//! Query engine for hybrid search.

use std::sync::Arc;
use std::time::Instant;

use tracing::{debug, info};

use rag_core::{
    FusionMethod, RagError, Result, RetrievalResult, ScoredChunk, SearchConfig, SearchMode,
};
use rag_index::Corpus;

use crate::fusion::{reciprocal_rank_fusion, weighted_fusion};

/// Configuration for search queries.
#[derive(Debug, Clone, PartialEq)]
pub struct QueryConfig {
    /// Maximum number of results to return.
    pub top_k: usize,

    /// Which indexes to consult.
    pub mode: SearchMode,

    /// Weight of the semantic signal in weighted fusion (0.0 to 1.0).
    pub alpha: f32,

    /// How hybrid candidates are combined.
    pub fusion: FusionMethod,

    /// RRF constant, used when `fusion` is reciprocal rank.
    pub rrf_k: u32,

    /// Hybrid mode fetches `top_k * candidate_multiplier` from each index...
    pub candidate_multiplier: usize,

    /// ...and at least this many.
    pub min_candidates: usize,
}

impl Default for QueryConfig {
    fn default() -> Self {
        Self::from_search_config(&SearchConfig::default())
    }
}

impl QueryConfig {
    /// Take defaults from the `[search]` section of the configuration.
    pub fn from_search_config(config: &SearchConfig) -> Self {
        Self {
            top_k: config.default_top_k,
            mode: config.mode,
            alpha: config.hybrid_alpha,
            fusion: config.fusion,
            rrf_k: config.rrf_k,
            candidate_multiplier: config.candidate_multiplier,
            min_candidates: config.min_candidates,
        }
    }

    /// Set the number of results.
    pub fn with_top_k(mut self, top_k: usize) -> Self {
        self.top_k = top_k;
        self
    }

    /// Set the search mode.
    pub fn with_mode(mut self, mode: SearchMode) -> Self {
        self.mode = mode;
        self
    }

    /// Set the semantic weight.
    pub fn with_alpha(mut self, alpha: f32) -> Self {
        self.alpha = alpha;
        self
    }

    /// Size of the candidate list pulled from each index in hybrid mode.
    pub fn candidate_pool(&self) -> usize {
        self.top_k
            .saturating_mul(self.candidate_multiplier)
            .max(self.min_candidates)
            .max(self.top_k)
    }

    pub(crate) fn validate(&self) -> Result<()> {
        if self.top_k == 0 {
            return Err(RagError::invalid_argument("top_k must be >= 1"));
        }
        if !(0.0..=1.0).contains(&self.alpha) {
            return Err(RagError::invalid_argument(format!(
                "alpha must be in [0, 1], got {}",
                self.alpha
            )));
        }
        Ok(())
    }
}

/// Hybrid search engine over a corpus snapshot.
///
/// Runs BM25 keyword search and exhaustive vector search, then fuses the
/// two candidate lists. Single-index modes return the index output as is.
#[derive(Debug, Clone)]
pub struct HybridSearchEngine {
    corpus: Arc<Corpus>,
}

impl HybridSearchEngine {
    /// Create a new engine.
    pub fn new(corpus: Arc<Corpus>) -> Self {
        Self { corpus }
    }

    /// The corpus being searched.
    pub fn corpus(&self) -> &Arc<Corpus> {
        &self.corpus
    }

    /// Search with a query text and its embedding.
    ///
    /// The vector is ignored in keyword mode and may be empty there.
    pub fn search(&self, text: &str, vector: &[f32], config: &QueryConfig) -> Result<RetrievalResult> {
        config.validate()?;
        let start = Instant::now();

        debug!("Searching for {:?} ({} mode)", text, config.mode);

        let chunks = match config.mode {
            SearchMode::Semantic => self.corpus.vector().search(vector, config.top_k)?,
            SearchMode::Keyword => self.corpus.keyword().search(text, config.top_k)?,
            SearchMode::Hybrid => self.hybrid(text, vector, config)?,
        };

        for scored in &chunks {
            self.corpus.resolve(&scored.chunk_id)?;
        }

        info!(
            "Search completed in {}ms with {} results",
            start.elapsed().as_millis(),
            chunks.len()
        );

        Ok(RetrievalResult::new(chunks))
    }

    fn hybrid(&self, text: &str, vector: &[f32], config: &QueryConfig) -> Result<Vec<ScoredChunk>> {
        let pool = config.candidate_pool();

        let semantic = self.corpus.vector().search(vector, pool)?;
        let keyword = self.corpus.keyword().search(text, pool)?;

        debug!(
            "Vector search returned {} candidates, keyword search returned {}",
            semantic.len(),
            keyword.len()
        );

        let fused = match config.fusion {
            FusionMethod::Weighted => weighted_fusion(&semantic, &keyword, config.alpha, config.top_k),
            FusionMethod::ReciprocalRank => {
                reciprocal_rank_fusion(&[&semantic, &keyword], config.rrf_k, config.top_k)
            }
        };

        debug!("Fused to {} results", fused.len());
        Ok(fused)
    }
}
════════════════
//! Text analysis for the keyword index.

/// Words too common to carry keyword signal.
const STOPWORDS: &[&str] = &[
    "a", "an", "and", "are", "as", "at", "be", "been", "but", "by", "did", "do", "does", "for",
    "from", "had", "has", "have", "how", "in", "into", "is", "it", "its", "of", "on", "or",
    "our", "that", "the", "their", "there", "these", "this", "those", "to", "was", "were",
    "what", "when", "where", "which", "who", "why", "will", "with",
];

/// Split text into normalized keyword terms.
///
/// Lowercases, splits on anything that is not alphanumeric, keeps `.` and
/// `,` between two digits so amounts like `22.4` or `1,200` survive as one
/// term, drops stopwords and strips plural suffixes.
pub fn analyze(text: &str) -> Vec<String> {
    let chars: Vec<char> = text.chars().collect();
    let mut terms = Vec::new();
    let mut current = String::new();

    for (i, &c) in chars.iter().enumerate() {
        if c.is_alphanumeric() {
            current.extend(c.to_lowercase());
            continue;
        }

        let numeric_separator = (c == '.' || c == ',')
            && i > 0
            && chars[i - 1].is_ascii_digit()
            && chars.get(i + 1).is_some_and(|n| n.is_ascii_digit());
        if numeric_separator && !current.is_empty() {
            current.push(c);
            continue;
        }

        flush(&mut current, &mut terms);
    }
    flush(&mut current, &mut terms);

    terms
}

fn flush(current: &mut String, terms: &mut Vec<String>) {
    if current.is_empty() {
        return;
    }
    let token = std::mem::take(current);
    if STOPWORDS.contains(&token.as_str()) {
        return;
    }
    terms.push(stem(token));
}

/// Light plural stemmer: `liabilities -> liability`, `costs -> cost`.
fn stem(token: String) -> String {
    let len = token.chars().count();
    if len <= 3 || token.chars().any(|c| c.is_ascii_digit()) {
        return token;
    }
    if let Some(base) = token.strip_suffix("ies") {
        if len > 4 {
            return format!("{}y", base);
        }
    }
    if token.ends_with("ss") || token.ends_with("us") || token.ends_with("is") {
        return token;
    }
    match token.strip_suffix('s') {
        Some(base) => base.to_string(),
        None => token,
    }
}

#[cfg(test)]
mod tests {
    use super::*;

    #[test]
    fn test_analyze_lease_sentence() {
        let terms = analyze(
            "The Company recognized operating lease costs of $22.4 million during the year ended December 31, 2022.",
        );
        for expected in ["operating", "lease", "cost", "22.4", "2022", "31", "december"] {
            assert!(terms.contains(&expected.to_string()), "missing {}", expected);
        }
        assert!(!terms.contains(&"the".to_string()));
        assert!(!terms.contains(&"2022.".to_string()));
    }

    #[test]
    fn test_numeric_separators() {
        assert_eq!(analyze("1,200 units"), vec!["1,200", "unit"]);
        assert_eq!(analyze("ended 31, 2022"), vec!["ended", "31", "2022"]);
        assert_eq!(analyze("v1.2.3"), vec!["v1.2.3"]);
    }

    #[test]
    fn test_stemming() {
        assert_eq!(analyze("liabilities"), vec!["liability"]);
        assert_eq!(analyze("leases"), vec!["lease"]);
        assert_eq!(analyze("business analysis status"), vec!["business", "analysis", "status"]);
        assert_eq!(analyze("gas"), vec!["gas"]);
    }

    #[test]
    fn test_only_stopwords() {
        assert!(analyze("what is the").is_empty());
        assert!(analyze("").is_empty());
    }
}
════════════════
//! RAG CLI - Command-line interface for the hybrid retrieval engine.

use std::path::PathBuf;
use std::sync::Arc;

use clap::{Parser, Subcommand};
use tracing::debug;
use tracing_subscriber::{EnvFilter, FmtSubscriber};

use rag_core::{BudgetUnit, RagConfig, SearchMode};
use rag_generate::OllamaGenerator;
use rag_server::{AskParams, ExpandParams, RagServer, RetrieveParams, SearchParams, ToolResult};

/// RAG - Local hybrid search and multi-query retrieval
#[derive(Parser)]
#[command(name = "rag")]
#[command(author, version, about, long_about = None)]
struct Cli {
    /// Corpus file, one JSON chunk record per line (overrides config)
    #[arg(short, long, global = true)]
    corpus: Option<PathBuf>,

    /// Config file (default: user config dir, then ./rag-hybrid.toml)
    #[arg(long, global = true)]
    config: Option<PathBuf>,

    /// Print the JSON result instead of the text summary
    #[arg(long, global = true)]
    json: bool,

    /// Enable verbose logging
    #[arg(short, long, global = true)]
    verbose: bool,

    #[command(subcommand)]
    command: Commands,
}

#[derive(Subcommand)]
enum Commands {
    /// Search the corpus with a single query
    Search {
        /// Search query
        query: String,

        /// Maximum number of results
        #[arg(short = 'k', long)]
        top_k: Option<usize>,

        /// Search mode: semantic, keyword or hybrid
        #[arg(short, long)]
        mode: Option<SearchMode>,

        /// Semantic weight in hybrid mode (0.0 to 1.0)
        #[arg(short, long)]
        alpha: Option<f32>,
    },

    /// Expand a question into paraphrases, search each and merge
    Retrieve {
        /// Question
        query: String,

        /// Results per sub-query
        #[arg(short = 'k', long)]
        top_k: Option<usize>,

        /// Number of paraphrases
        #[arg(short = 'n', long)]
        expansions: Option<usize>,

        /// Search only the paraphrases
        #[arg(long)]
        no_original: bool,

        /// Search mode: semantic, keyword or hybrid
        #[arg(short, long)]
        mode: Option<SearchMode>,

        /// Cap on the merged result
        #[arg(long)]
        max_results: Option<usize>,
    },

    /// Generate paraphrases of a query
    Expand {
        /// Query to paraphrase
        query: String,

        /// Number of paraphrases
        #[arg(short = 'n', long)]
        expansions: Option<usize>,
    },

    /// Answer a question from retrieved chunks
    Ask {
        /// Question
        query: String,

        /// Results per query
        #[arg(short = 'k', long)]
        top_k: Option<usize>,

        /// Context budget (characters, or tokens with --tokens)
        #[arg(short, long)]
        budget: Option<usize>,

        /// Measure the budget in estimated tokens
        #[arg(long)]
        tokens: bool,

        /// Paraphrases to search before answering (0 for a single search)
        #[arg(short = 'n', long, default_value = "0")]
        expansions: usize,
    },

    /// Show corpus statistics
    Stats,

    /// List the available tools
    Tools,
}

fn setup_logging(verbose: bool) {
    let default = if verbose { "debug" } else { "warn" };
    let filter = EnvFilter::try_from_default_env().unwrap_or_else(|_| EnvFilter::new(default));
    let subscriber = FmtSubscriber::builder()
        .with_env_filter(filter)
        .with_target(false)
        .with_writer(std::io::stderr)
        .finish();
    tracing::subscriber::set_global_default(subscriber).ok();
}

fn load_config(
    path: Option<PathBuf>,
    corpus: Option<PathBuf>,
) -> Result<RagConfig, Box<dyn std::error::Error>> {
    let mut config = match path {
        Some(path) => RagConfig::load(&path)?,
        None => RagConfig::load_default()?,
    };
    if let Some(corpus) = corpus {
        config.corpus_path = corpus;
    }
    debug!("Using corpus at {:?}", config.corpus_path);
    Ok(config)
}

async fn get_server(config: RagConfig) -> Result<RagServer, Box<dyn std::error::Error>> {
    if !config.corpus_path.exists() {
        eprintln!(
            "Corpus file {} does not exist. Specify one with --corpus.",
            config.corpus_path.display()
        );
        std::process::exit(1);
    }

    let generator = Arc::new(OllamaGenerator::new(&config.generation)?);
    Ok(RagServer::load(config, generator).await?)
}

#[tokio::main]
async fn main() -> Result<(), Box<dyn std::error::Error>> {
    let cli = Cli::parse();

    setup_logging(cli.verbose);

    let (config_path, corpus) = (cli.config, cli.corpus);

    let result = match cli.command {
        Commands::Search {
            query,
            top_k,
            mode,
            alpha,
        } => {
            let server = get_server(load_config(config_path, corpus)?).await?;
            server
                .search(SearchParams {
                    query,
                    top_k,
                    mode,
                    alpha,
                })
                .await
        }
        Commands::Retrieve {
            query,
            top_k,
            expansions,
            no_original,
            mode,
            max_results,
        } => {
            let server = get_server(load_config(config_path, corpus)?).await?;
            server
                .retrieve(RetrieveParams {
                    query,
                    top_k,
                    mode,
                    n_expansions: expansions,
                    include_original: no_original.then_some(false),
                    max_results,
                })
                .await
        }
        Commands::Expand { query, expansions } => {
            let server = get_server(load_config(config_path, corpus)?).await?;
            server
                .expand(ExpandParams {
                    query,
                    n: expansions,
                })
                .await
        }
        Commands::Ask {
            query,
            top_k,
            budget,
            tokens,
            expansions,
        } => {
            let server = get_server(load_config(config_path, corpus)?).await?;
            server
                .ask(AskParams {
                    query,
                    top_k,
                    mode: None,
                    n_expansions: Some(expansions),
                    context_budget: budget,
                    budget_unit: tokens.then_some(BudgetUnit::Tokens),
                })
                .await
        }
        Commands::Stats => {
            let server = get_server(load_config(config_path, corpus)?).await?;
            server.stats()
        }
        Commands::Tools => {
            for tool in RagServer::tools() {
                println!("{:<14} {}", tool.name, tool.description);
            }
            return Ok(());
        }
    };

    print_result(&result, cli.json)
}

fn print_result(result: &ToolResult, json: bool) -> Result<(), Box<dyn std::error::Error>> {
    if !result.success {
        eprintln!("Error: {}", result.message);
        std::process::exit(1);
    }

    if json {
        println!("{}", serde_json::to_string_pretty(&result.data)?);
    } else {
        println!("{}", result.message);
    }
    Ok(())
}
════════════════
[Work request]: Across all the entries, count the lines that contain "push", and state nothing but the total.

[Solution for this task]: 2